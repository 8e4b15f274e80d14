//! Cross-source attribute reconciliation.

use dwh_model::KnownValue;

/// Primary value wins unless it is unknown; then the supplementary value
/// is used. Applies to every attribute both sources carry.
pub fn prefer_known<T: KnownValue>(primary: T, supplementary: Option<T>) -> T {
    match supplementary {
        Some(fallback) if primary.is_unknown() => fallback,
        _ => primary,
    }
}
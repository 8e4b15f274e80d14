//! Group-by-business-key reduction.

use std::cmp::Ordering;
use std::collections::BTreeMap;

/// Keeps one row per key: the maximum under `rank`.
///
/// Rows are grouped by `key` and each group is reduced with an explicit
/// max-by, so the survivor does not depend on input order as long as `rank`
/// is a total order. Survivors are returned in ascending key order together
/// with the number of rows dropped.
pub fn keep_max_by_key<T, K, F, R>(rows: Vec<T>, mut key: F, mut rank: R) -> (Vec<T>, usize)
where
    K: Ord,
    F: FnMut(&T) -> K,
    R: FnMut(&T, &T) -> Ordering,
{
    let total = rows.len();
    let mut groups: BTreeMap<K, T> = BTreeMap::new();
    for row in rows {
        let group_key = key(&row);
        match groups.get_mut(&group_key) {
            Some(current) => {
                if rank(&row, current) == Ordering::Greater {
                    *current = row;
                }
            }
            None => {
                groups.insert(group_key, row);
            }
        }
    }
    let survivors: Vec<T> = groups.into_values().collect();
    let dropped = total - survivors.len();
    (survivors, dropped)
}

* * *

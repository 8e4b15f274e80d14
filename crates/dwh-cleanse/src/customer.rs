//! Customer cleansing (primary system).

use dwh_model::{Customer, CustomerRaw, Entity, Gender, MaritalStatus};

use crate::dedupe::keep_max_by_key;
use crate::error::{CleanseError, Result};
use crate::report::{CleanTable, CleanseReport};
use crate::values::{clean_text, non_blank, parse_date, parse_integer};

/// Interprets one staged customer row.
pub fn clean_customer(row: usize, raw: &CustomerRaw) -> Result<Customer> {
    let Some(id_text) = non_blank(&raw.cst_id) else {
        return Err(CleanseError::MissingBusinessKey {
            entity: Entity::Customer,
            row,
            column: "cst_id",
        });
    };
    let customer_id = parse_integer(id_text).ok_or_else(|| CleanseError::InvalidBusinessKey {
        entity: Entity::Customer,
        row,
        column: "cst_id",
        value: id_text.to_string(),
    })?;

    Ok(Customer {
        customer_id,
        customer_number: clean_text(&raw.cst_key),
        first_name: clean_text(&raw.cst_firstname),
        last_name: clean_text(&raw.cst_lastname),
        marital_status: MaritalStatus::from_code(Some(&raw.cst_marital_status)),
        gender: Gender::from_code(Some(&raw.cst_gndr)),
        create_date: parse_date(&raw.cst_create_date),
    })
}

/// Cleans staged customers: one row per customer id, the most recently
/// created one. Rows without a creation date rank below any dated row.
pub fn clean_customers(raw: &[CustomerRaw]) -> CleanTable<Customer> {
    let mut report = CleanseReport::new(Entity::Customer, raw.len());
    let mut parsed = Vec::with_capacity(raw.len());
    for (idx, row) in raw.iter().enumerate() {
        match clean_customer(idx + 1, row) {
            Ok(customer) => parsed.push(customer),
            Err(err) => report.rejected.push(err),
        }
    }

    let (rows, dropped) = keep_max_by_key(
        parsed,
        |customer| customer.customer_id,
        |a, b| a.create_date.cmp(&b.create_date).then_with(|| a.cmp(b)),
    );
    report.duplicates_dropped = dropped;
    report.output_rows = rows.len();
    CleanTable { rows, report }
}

Task to carry out:
Count each line of the material above that holds the word "Gender", and state the total with no other text.

Response area:
2